29Accordingly, I am of the view (a) that the Board's long-standing principle of applying the TQAA to applications for certification in the construction industry relating to compulsory certified trades applies to applications brought under section 146(3) of the Act; and (b) that it is incorrect to conclude that someone who does not satisfy the obligations contained in the TQAA may be characterized as a "construction labourer" for the purposes of this proceeding.
30Having reached those conclusions, and given the parties' agreement regarding the lack of other trades at work for the employer on the certification application date, it is evident that the unit appropriate for bargaining in the circumstances of this proceeding is the following:
all plumbers and plumbers' apprentices in the employ of the responding party in all sectors of the construction industry, save and except the industrial, commercial and institutional sector of the construction industry in Ontario Labour Relations Board Areas 8 and 9, save and except non-working foremen and persons above the rank of non-working foreman.
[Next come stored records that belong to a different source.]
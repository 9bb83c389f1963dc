//! Key handling for popups: account form, account summary, category, history, upgrade.
//!
//! The open popup is taken out of the app while its handler runs; each handler returns
//! the popup to show next (`None` closes it).

use crossterm::event::{KeyCode, KeyModifiers};

use crate::core::auth::{LoginForm, RegisterForm, ValidationError};
use crate::core::history;
use crate::core::state::Action;

use super::super::app::{
    AuthFormState, AuthMode, HistoryPopupState, ListPopupState, Popup, ScrollPosition,
    UpgradeStage, UpgradeState, upgrade_plans,
};
use super::workers::{self, AuthRequest};
use super::{HandleKeyContext, HandleResult};

pub(crate) fn handle_popup_key(
    key_code: KeyCode,
    key_modifiers: KeyModifiers,
    mut ctx: HandleKeyContext<'_>,
) -> HandleResult {
    let Some(popup) = ctx.app.popup.take() else {
        return HandleResult::Continue;
    };
    let next = match popup {
        Popup::Auth(form) => handle_auth(key_code, key_modifiers, form, &mut ctx),
        Popup::Account => handle_account(key_code, &mut ctx),
        Popup::Category(list) => handle_category(key_code, list, &mut ctx),
        Popup::History(selector) => handle_history(key_code, key_modifiers, selector, &mut ctx),
        Popup::Upgrade(upgrade) => handle_upgrade(key_code, upgrade, &mut ctx),
    };
    ctx.app.popup = next;
    HandleResult::Continue
}

/// Build the request for the current form, or the first validation error.
fn auth_request(form: &AuthFormState) -> Result<AuthRequest, ValidationError> {
    match form.mode {
        AuthMode::Login => {
            let login = LoginForm {
                email: form.email.clone(),
                password: form.password.clone(),
            };
            login.validate()?;
            Ok(AuthRequest::Login(login))
        }
        AuthMode::Register => {
            let register = RegisterForm {
                name: form.name.clone(),
                email: form.email.clone(),
                password: form.password.clone(),
            };
            register.validate()?;
            Ok(AuthRequest::Register(register))
        }
        AuthMode::ResetPassword => {
            if form.email.trim().is_empty() {
                return Err(ValidationError::Missing("Email"));
            }
            Ok(AuthRequest::ResetPassword(form.email.trim().to_string()))
        }
    }
}

fn handle_auth(
    key_code: KeyCode,
    key_modifiers: KeyModifiers,
    mut form: AuthFormState,
    ctx: &mut HandleKeyContext<'_>,
) -> Option<Popup> {
    if form.busy {
        return Some(Popup::Auth(form));
    }
    let field_count = form.mode.fields().len();
    match key_code {
        KeyCode::Esc => return None,
        KeyCode::Char('r') if key_modifiers.contains(KeyModifiers::CONTROL) => form.switch_mode(),
        KeyCode::Tab | KeyCode::Down => form.focus = (form.focus + 1) % field_count,
        KeyCode::BackTab | KeyCode::Up => {
            form.focus = (form.focus + field_count - 1) % field_count
        }
        KeyCode::Enter if form.focus + 1 < field_count => form.focus += 1,
        KeyCode::Enter => match auth_request(&form) {
            Ok(request) => {
                form.error = None;
                form.notice = None;
                form.busy = true;
                ctx.pending.auth = Some(workers::spawn_auth(
                    ctx.rt,
                    ctx.client.clone(),
                    request,
                    ctx.app.state().settings.clone(),
                ));
            }
            Err(e) => form.error = Some(e.to_string()),
        },
        KeyCode::Backspace => {
            let field = form.focused_field();
            form.field_mut(field).pop();
        }
        KeyCode::Char(c) if !key_modifiers.contains(KeyModifiers::CONTROL) => {
            let field = form.focused_field();
            form.field_mut(field).push(c);
            form.error = None;
        }
        _ => {}
    }
    Some(Popup::Auth(form))
}

fn handle_account(key_code: KeyCode, ctx: &mut HandleKeyContext<'_>) -> Option<Popup> {
    match key_code {
        KeyCode::Esc | KeyCode::Enter => None,
        KeyCode::Char('o') => {
            if let Some(chat) = ctx.pending.chat.take() {
                chat.cancel_token.cancel();
                ctx.app.thinking = false;
            }
            ctx.app.dispatch(Action::SignedOut);
            ctx.app.scroll = ScrollPosition::Bottom;
            ctx.app.show_toast("Signed out");
            Some(Popup::Auth(AuthFormState::new(AuthMode::Login)))
        }
        KeyCode::Char('u') => Some(Popup::Upgrade(UpgradeState {
            blocked_at: None,
            stage: UpgradeStage::Choosing(ListPopupState::default()),
        })),
        _ => Some(Popup::Account),
    }
}

fn handle_category(
    key_code: KeyCode,
    mut list: ListPopupState,
    ctx: &mut HandleKeyContext<'_>,
) -> Option<Popup> {
    let count = ctx.app.state().settings.categories.len();
    match key_code {
        KeyCode::Esc => return None,
        KeyCode::Up => list.selected_index = list.selected_index.saturating_sub(1),
        KeyCode::Down => {
            list.selected_index = (list.selected_index + 1).min(count.saturating_sub(1))
        }
        KeyCode::Enter => {
            let Some(category) = ctx
                .app
                .state()
                .settings
                .categories
                .get(list.selected_index)
                .cloned()
            else {
                return None;
            };
            ctx.app
                .dispatch(Action::CategorySelected(category.id.clone()));
            ctx.app.selected_suggestion = 0;
            ctx.app.show_toast(format!("Category: {}", category.name));
            return None;
        }
        _ => {}
    }
    Some(Popup::Category(list))
}

fn handle_history(
    key_code: KeyCode,
    key_modifiers: KeyModifiers,
    mut selector: HistoryPopupState,
    ctx: &mut HandleKeyContext<'_>,
) -> Option<Popup> {
    let ctrl = key_modifiers.contains(KeyModifiers::CONTROL);
    let selected_id = history::filter(&ctx.app.state().saved, &selector.filter)
        .get(selector.selected_index)
        .map(|c| c.id.clone());
    let count = history::filter(&ctx.app.state().saved, &selector.filter).len();

    match key_code {
        KeyCode::Esc => return None,
        KeyCode::Up => selector.selected_index = selector.selected_index.saturating_sub(1),
        KeyCode::Down => {
            selector.selected_index = (selector.selected_index + 1).min(count.saturating_sub(1))
        }
        KeyCode::Enter => {
            let Some(id) = selected_id else {
                return Some(Popup::History(selector));
            };
            if ctx.pending.chat.is_some() {
                ctx.app.show_error("Wait for the current reply first");
                return Some(Popup::History(selector));
            }
            ctx.app.dispatch(Action::ConversationRestored(id));
            ctx.app.scroll = ScrollPosition::Bottom;
            ctx.app.show_toast("Conversation restored");
            return None;
        }
        KeyCode::Char('d') if ctrl => {
            if let Some(id) = selected_id {
                ctx.app.dispatch(Action::ConversationDeleted(id));
                selector.selected_index = selector.selected_index.min(count.saturating_sub(2));
                ctx.app.show_toast("Deleted");
            }
        }
        KeyCode::Char('x') if ctrl => {
            if ctx.pending.chat.is_some() {
                ctx.app.show_error("Wait for the current reply first");
            } else {
                ctx.app.dispatch(Action::HistoryCleared);
                ctx.app.scroll = ScrollPosition::Bottom;
                ctx.app.show_toast("History cleared");
                return None;
            }
        }
        KeyCode::Backspace => {
            selector.filter.pop();
            selector.selected_index = 0;
        }
        KeyCode::Char(c) if !ctrl => {
            selector.filter.push(c);
            selector.selected_index = 0;
        }
        _ => {}
    }
    Some(Popup::History(selector))
}

fn handle_upgrade(
    key_code: KeyCode,
    mut upgrade: UpgradeState,
    ctx: &mut HandleKeyContext<'_>,
) -> Option<Popup> {
    match &mut upgrade.stage {
        UpgradeStage::Choosing(list) => {
            let plans = upgrade_plans(ctx.app.state());
            let count = plans.len();
            let chosen = plans.get(list.selected_index).map(|p| (*p).clone());
            match key_code {
                KeyCode::Esc => return None,
                KeyCode::Up => list.selected_index = list.selected_index.saturating_sub(1),
                KeyCode::Down => {
                    list.selected_index = (list.selected_index + 1).min(count.saturating_sub(1))
                }
                KeyCode::Enter => {
                    let (Some(plan), Some(user)) = (chosen, ctx.app.state().user.clone()) else {
                        return None;
                    };
                    log::info!("Starting payment for plan {}", plan.id);
                    upgrade.stage = UpgradeStage::Waiting {
                        plan_name: plan.name.clone(),
                        url: None,
                    };
                    ctx.pending.payment = Some(workers::spawn_payment(
                        ctx.rt,
                        ctx.client.clone(),
                        ctx.config,
                        user,
                        plan,
                    ));
                }
                _ => {}
            }
        }
        UpgradeStage::Waiting { .. } => {
            if key_code == KeyCode::Esc {
                if let Some(payment) = ctx.pending.payment.take() {
                    payment.cancel_token.cancel();
                }
                ctx.app
                    .show_toast("Stopped waiting. The payment may still complete.");
                return None;
            }
        }
        UpgradeStage::Finished { .. } => {
            if matches!(key_code, KeyCode::Esc | KeyCode::Enter) {
                return None;
            }
        }
    }
    Some(Popup::Upgrade(upgrade))
}

#[cfg(test)]
mod tests {
    use super::*;

    fn form(mode: AuthMode, name: &str, email: &str, password: &str) -> AuthFormState {
        let mut form = AuthFormState::new(mode);
        form.name = name.to_string();
        form.email = email.to_string();
        form.password = password.to_string();
        form
    }

    #[test]
    fn auth_request_validates_each_mode() {
        assert!(matches!(
            auth_request(&form(AuthMode::Login, "", "a@b.c", "pw")),
            Ok(AuthRequest::Login(_))
        ));
        assert_eq!(
            auth_request(&form(AuthMode::Login, "", "a@b.c", "")).err(),
            Some(ValidationError::Missing("Password"))
        );
        assert_eq!(
            auth_request(&form(AuthMode::Register, "", "a@b.c", "pw")).err(),
            Some(ValidationError::Missing("Name"))
        );
        assert!(matches!(
            auth_request(&form(AuthMode::ResetPassword, "", " a@b.c ", "")),
            Ok(AuthRequest::ResetPassword(email)) if email == "a@b.c"
        ));
        assert_eq!(
            auth_request(&form(AuthMode::ResetPassword, "", "", "")).err(),
            Some(ValidationError::Missing("Email"))
        );
    }
}
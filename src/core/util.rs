//! Generic utilities used across core modules.

/// Case-insensitive substring match of `query` against any of `fields`. Empty query matches.
pub fn matches_query(query: &str, fields: &[&str]) -> bool {
    if query.is_empty() {
        return true;
    }
    let q = query.to_lowercase();
    fields.iter().any(|f| f.to_lowercase().contains(&q))
}

/// Filter items by case-insensitive query matching on the fields returned by `get_fields`.
/// Returns all items when query is empty.
pub fn filter_by_query<'a, T, F>(items: &'a [T], query: &str, get_fields: F) -> Vec<&'a T>
where
    F: Fn(&'a T) -> Vec<&'a str>,
{
    items
        .iter()
        .filter(|item| matches_query(query, &get_fields(*item)))
        .collect()
}

/// Truncate to `max` chars, appending an ellipsis when cut.
pub fn truncate_chars(s: &str, max: usize) -> String {
    if s.chars().count() <= max {
        return s.to_string();
    }
    let cut: String = s.chars().take(max.saturating_sub(1)).collect();
    format!("{}…", cut)
}

#[cfg(test)]
mod tests {
    use super::*;

    #[test]
    fn filter_empty_query_returns_all() {
        let items = vec!["a", "b", "c"];
        let out = filter_by_query(&items, "", |s| vec![*s]);
        assert_eq!(out.len(), 3);
    }

    #[test]
    fn filter_match_any_field() {
        let items = vec![("a", "hello"), ("b", "world")];
        let out = filter_by_query(&items, "orld", |t| vec![t.0, t.1]);
        assert_eq!(out, vec![&("b", "world")]);
    }

    #[test]
    fn filter_case_insensitive() {
        let items = vec!["Hello", "World"];
        let out = filter_by_query(&items, "world", |s| vec![*s]);
        assert_eq!(out, vec![&"World"]);
    }

    #[test]
    fn filter_no_match_returns_empty() {
        let items = vec!["hello", "world"];
        assert!(filter_by_query(&items, "xyz", |s| vec![*s]).is_empty());
    }

    #[test]
    fn truncate_keeps_short_strings() {
        assert_eq!(truncate_chars("abc", 5), "abc");
        assert_eq!(truncate_chars("abcdef", 4), "abc…");
    }
}
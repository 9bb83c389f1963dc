//! Runtime configuration loaded from the environment (and `.env` via dotenv).

use std::env;
use std::time::Duration;

use reqwest::Url;

/// Origins the payment provider iframe may post transaction messages from.
pub const DEFAULT_PAYMENT_ORIGINS: &[&str] = &[
    "https://secure.cardcom.solutions",
    "https://direct.tranzila.com",
];

const DEFAULT_TIMEOUT_SECS: u64 = 60;
const DEFAULT_POLL_INTERVAL_SECS: u64 = 5;
const DEFAULT_POLL_ATTEMPTS: u32 = 24;

#[derive(Debug, Clone)]
pub struct Config {
    /// Base URL of the relay webhooks; endpoint paths are joined onto it.
    pub webhook_base: Url,
    pub request_timeout: Duration,
    pub payment_poll_interval: Duration,
    pub payment_poll_attempts: u32,
    pub payment_origins: Vec<String>,
    /// Show HH:MM next to message labels in the TUI.
    pub show_timestamps: bool,
}

#[derive(Debug)]
pub enum ConfigError {
    MissingWebhookBase,
    InvalidWebhookBase(String),
    InvalidNumber { var: &'static str, value: String },
}

impl std::fmt::Display for ConfigError {
    fn fmt(&self, f: &mut std::fmt::Formatter<'_>) -> std::fmt::Result {
        match self {
            ConfigError::MissingWebhookBase => write!(f, "RELAY_WEBHOOK_BASE is not set"),
            ConfigError::InvalidWebhookBase(e) => {
                write!(f, "RELAY_WEBHOOK_BASE is not a valid URL: {}", e)
            }
            ConfigError::InvalidNumber { var, value } => {
                write!(f, "{} must be a positive integer (got {:?})", var, value)
            }
        }
    }
}

impl std::error::Error for ConfigError {}

impl Config {
    /// Configuration pointing at `base`, with every other setting at its default.
    pub fn with_base(base: Url) -> Self {
        Self {
            webhook_base: base,
            request_timeout: Duration::from_secs(DEFAULT_TIMEOUT_SECS),
            payment_poll_interval: Duration::from_secs(DEFAULT_POLL_INTERVAL_SECS),
            payment_poll_attempts: DEFAULT_POLL_ATTEMPTS,
            payment_origins: DEFAULT_PAYMENT_ORIGINS
                .iter()
                .map(|s| s.to_string())
                .collect(),
            show_timestamps: false,
        }
    }
}

/// Parse a webhook base URL. A trailing slash is added so relative joins keep the last segment.
pub fn parse_base(raw: &str) -> Result<Url, ConfigError> {
    let trimmed = raw.trim();
    let with_slash = if trimmed.ends_with('/') {
        trimmed.to_string()
    } else {
        format!("{}/", trimmed)
    };
    let url = Url::parse(&with_slash).map_err(|e| ConfigError::InvalidWebhookBase(e.to_string()))?;
    if !matches!(url.scheme(), "http" | "https") {
        return Err(ConfigError::InvalidWebhookBase(format!(
            "unsupported scheme {}",
            url.scheme()
        )));
    }
    Ok(url)
}

fn env_u64(var: &'static str, default: u64) -> Result<u64, ConfigError> {
    match env::var(var) {
        Ok(v) if !v.trim().is_empty() => match v.trim().parse::<u64>() {
            Ok(n) if n > 0 => Ok(n),
            _ => Err(ConfigError::InvalidNumber { var, value: v }),
        },
        _ => Ok(default),
    }
}

fn parse_origins(raw: &str) -> Vec<String> {
    raw.split(',')
        .map(|s| s.trim().trim_end_matches('/').to_string())
        .filter(|s| !s.is_empty())
        .collect()
}

/// Load configuration from environment. Returns an error if the webhook base is missing or invalid.
pub fn load() -> Result<Config, ConfigError> {
    let raw_base = env::var("RELAY_WEBHOOK_BASE")
        .ok()
        .filter(|s| !s.trim().is_empty())
        .ok_or(ConfigError::MissingWebhookBase)?;
    let mut config = Config::with_base(parse_base(&raw_base)?);

    config.request_timeout =
        Duration::from_secs(env_u64("RELAY_TIMEOUT_SECS", DEFAULT_TIMEOUT_SECS)?);
    config.payment_poll_interval = Duration::from_secs(env_u64(
        "RELAY_PAYMENT_POLL_INTERVAL_SECS",
        DEFAULT_POLL_INTERVAL_SECS,
    )?);
    config.payment_poll_attempts =
        env_u64("RELAY_PAYMENT_POLL_ATTEMPTS", DEFAULT_POLL_ATTEMPTS as u64)?
            .min(u32::MAX as u64) as u32;
    if let Ok(raw) = env::var("RELAY_PAYMENT_ORIGINS") {
        let origins = parse_origins(&raw);
        if !origins.is_empty() {
            config.payment_origins = origins;
        }
    }
    config.show_timestamps = env::var("RELAY_SHOW_TIMESTAMPS")
        .map(|v| matches!(v.trim(), "1" | "true" | "yes"))
        .unwrap_or(false);

    Ok(config)
}
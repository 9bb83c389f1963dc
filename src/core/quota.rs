//! Signed-in user record and message-quota gating.

use serde::{Deserialize, Serialize};

use crate::core::settings::PricingPlan;

#[derive(Debug, Clone, PartialEq, Eq, Serialize, Deserialize)]
pub struct User {
    pub id: String,
    pub email: String,
    pub name: String,
    pub plan: String,
    pub messages_used: u32,
    pub message_limit: u32,
}

/// Outcome of checking whether the user may send another message.
#[derive(Debug, Clone, Copy, PartialEq, Eq)]
pub enum QuotaDecision {
    Allowed { remaining: u32 },
    /// Quota exhausted: route to the upgrade view instead of sending.
    UpgradeRequired { used: u32, limit: u32 },
}

impl QuotaDecision {
    pub fn is_allowed(&self) -> bool {
        matches!(self, QuotaDecision::Allowed { .. })
    }
}

impl User {
    pub fn check_quota(&self) -> QuotaDecision {
        if self.messages_used >= self.message_limit {
            QuotaDecision::UpgradeRequired {
                used: self.messages_used,
                limit: self.message_limit,
            }
        } else {
            QuotaDecision::Allowed {
                remaining: self.message_limit - self.messages_used,
            }
        }
    }

    pub fn record_message(&mut self) {
        self.messages_used = self.messages_used.saturating_add(1);
    }

    /// Switch to `plan`. The counter is kept; only the ceiling changes.
    pub fn apply_plan(&mut self, plan: &PricingPlan) {
        self.plan = plan.id.clone();
        self.message_limit = plan.message_limit;
    }

    /// "used/limit" for headers and status output.
    pub fn usage_label(&self) -> String {
        format!("{}/{}", self.messages_used, self.message_limit)
    }
}

#[cfg(test)]
mod tests {
    use super::*;

    fn user(used: u32, limit: u32) -> User {
        User {
            id: "u1".to_string(),
            email: "a@example.com".to_string(),
            name: "A".to_string(),
            plan: "free".to_string(),
            messages_used: used,
            message_limit: limit,
        }
    }

    #[test]
    fn at_limit_requires_upgrade() {
        assert_eq!(
            user(10, 10).check_quota(),
            QuotaDecision::UpgradeRequired { used: 10, limit: 10 }
        );
    }

    #[test]
    fn one_below_limit_is_allowed() {
        let decision = user(9, 10).check_quota();
        assert_eq!(decision, QuotaDecision::Allowed { remaining: 1 });
        assert!(decision.is_allowed());
    }

    #[test]
    fn over_limit_requires_upgrade() {
        assert!(!user(12, 10).check_quota().is_allowed());
        assert!(!user(0, 0).check_quota().is_allowed());
    }

    #[test]
    fn record_and_apply_plan() {
        let mut u = user(9, 10);
        u.record_message();
        assert!(!u.check_quota().is_allowed());
        u.apply_plan(&PricingPlan {
            id: "pro".to_string(),
            name: "Pro".to_string(),
            price: "79".to_string(),
            message_limit: 1000,
        });
        assert_eq!(u.plan, "pro");
        assert_eq!(u.usage_label(), "10/1000");
        assert!(u.check_quota().is_allowed());
    }
}
//! TUI rendering: layout and widgets for the chat interface.

mod header;
mod history;
mod input;
mod popups;

use ratatui::Frame;
use ratatui::layout::{Constraint, Direction, Layout, Rect};
use ratatui::style::Style;
use ratatui::text::Line;
use ratatui::widgets::{Block, Borders, Clear, Paragraph};
use std::time::Instant;

use super::app::{App, Popup};
use super::constants::INPUT_HEIGHT;

const HEADER_HEIGHT: u16 = 2;
const BOTTOM_BAR_HEIGHT: u16 = 2;

pub(super) fn draw(f: &mut Frame, app: &mut App, area: Rect) {
    let palette = app.palette();
    f.render_widget(
        Block::default().style(Style::default().fg(palette.text)),
        area,
    );

    let chunks = Layout::default()
        .direction(Direction::Vertical)
        .constraints([
            Constraint::Length(HEADER_HEIGHT),
            Constraint::Min(3),
            Constraint::Length(INPUT_HEIGHT),
            Constraint::Length(BOTTOM_BAR_HEIGHT),
        ])
        .split(area);
    header::draw_header(f, app, chunks[0]);
    if app.state().transcript.is_empty() {
        history::draw_welcome(f, app, chunks[1]);
    } else {
        history::draw_history(f, app, chunks[1]);
    }
    input::draw_input(f, app, chunks[2]);
    input::draw_bottom_bar(f, app, chunks[3]);

    if let Some(mut popup) = app.popup.take() {
        match &mut popup {
            Popup::Auth(form) => popups::draw_auth_popup(f, area, form, &palette),
            Popup::Account => popups::draw_account_popup(f, area, app.state(), &palette),
            Popup::Category(list) => {
                popups::draw_category_popup(f, area, app.state(), list, &palette)
            }
            Popup::History(selector) => {
                popups::draw_history_popup(f, area, app.state(), selector, &palette)
            }
            Popup::Upgrade(upgrade) => {
                popups::draw_upgrade_popup(f, area, app.state(), upgrade, &palette)
            }
        }
        app.popup = Some(popup);
    }

    // Toast: top right, below header. Opaque background so it's visible over history.
    if let Some(toast) = &app.toast {
        if toast.until > Instant::now() {
            let text = format!(" {} ", toast.text);
            let width = (text.chars().count() as u16 + 2).min(area.width);
            let toast_area = Rect {
                x: area.x + area.width.saturating_sub(width).saturating_sub(1),
                y: area.y + HEADER_HEIGHT,
                width,
                height: 3,
            };
            let color = if toast.is_error {
                palette.error
            } else {
                palette.accent
            };
            f.render_widget(Clear, toast_area);
            let block = Block::default()
                .borders(Borders::ALL)
                .border_style(Style::default().fg(color))
                .style(Style::default().bg(palette.surface));
            let para = Paragraph::new(Line::from(text))
                .block(block)
                .style(Style::default().fg(color).bg(palette.surface));
            f.render_widget(para, toast_area);
        } else {
            app.toast = None;
        }
    }
}
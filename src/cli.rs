//! CLI definitions: argument parsing, subcommands, and help text.

use std::path::PathBuf;

use clap::{ArgAction, Parser, Subcommand};
use clap_complete::Shell;

pub use clap_complete::generate;

const AFTER_HELP: &str = "\
EXAMPLES:
  relay-chat                          Launch interactive TUI
  relay-chat login --email a@b.c      Sign in (password read from stdin)
  relay-chat category code            Select the chat category
  relay-chat -p \"explain X\"           Single prompt, print the reply
  relay-chat -p - --attach q.sql      Read prompt from stdin, attach a file
  relay-chat plans                    List plans and upgrade options
  relay-chat upgrade pro              Open the payment page and wait for it
  relay-chat history list             List saved conversations
  relay-chat inspect < reply.json     Run a raw relay body through the pipeline
  relay-chat completions bash         Generate bash completions
";

/// Command-line arguments for the application.
#[derive(Parser)]
#[command(
    author,
    version,
    about = "Terminal chat client for a relay-hosted AI assistant",
    after_help = AFTER_HELP
)]
pub struct Args {
    #[command(subcommand)]
    pub command: Option<Commands>,

    /// Send a single prompt then exit (without opening the TUI)
    #[arg(
        short = 'p',
        long,
        help = "Send one message and print the reply (use '-' to read from stdin)"
    )]
    pub prompt: Option<String>,

    /// Category for this prompt (also becomes the selected category)
    #[arg(short = 'c', long, requires = "prompt")]
    pub category: Option<String>,

    /// Files to attach to the prompt (sent as multipart)
    #[arg(short = 'a', long = "attach", requires = "prompt")]
    pub attachments: Vec<PathBuf>,

    /// Increase log verbosity (use multiple times for debug)
    #[arg(short = 'v', long = "verbose", action = ArgAction::Count, global = true)]
    pub verbose: u8,

    /// Reduce log output (errors only)
    #[arg(short = 'q', long = "quiet", global = true)]
    pub quiet: bool,
}

#[derive(Subcommand)]
pub enum Commands {
    /// Sign in to your account
    Login {
        #[arg(long)]
        email: String,
        /// Password (read from stdin when omitted)
        #[arg(long)]
        password: Option<String>,
    },
    /// Create an account
    Register {
        #[arg(long)]
        name: String,
        #[arg(long)]
        email: String,
        /// Password (read from stdin when omitted)
        #[arg(long)]
        password: Option<String>,
    },
    /// Sign out and clear the current conversation
    Logout,
    /// Request a password reset link
    ResetPassword {
        #[arg(long)]
        email: String,
    },
    /// Show the signed-in user, plan, usage, and category
    Status,
    /// List chat categories
    Categories,
    /// Select the chat category
    Category {
        /// Category id (see `categories`)
        id: String,
    },
    /// List pricing plans
    Plans,
    /// Upgrade to a plan: open the payment page and wait for the result
    Upgrade {
        /// Plan id (see `plans`)
        plan: String,
        /// Print the payment URL instead of opening a browser
        #[arg(long)]
        no_open: bool,
    },
    /// Apply a transaction message posted by the payment page
    PaymentCallback {
        /// Origin the message was posted from
        #[arg(long)]
        origin: String,
        /// Plan the payment was for
        #[arg(long)]
        plan: String,
        /// Message JSON (read from stdin when omitted)
        data: Option<String>,
    },
    /// Archive the current conversation and start a new one
    New,
    /// Manage saved conversations
    History {
        #[command(subcommand)]
        subcommand: HistorySubcommand,
    },
    /// Show, set, or toggle the color theme
    Theme {
        /// light, dark, or toggle
        value: Option<String>,
    },
    /// Show, import, or reset admin settings (categories, prompts, plans)
    Settings {
        #[command(subcommand)]
        subcommand: SettingsSubcommand,
    },
    /// Run a raw relay response body through extraction, normalization, and rendering
    Inspect {
        /// Body text (read from stdin when omitted)
        body: Option<String>,
    },
    /// Show config paths and relay settings
    Config,
    /// Generate shell completion script
    Completions {
        /// Shell to generate completions for (bash, zsh, fish, powershell, elvish)
        #[arg(value_parser = clap::value_parser!(Shell))]
        shell: Shell,
    },
}

#[derive(Subcommand)]
pub enum HistorySubcommand {
    /// List saved conversations, most recent first
    List {
        /// Maximum number of conversations to show
        #[arg(short, long)]
        limit: Option<usize>,
        /// Filter by title, category, or message content
        #[arg(long)]
        query: Option<String>,
    },
    /// Print a saved conversation
    Show {
        /// List position (1 = most recent), id, or id prefix
        id: String,
    },
    /// Make a saved conversation current again
    Restore { id: String },
    /// Delete a saved conversation
    Delete { id: String },
    /// Delete the current conversation and all saved ones
    Clear,
}

#[derive(Subcommand)]
pub enum SettingsSubcommand {
    /// Print the active settings as JSON
    Show,
    /// Replace settings with a validated JSON file
    Import { path: PathBuf },
    /// Restore the built-in settings
    Reset,
}

impl Args {
    /// Log level based on -v/-q flags: error, warn, info, or debug.
    pub fn log_level(&self) -> &'static str {
        if self.quiet {
            "error"
        } else if self.verbose >= 2 {
            "debug"
        } else if self.verbose >= 1 {
            "info"
        } else {
            "warn"
        }
    }

    /// True when no subcommand and no prompt were given.
    pub fn launches_tui(&self) -> bool {
        self.command.is_none() && self.prompt.is_none()
    }
}

#[cfg(test)]
mod tests {
    use super::*;
    use clap::CommandFactory;

    #[test]
    fn definition_is_consistent() {
        Args::command().debug_assert();
    }

    #[test]
    fn log_levels() {
        let args = Args::parse_from(["relay-chat", "-vv"]);
        assert_eq!(args.log_level(), "debug");
        let args = Args::parse_from(["relay-chat", "-q", "status"]);
        assert_eq!(args.log_level(), "error");
        assert!(!args.launches_tui());
        assert!(Args::parse_from(["relay-chat"]).launches_tui());
    }

    #[test]
    fn attach_requires_prompt() {
        assert!(Args::try_parse_from(["relay-chat", "--attach", "a.txt"]).is_err());
        let args =
            Args::try_parse_from(["relay-chat", "-p", "hi", "-a", "a.txt", "-a", "b.txt"]).unwrap();
        assert_eq!(args.attachments.len(), 2);
    }
}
31As noted above, these proceedings have been prolonged as a result of the various issues in dispute as amongst the parties. Keeping that in mind, and recalling as well that the Board has relatively recently developed a process of dealing with status disputes in construction industry applications for certification which will govern any future litigation of the proceedings (see Information Bulletin #3), I have considered the possibility of requiring the parties to provide detailed submissions regarding their respective positions on each of the persons currently on the list of employees filed by Rolan, for the purposes of setting the parameters of any future litigation.
32However, in the circumstances, I have concluded that it would make more sense, at this stage at least, for a Labour Relations Officer to be appointed in order to identify and resolve (or, at the very least, to narrow these issues, with the assistance of the parties and this decision. Accordingly, I refer these proceedings to the Manager of Field Services, who is to assign a Labour Relations Officer to meet with the parties in order to resolve or narrow the remaining list issues.
33I will remain seized of these proceedings.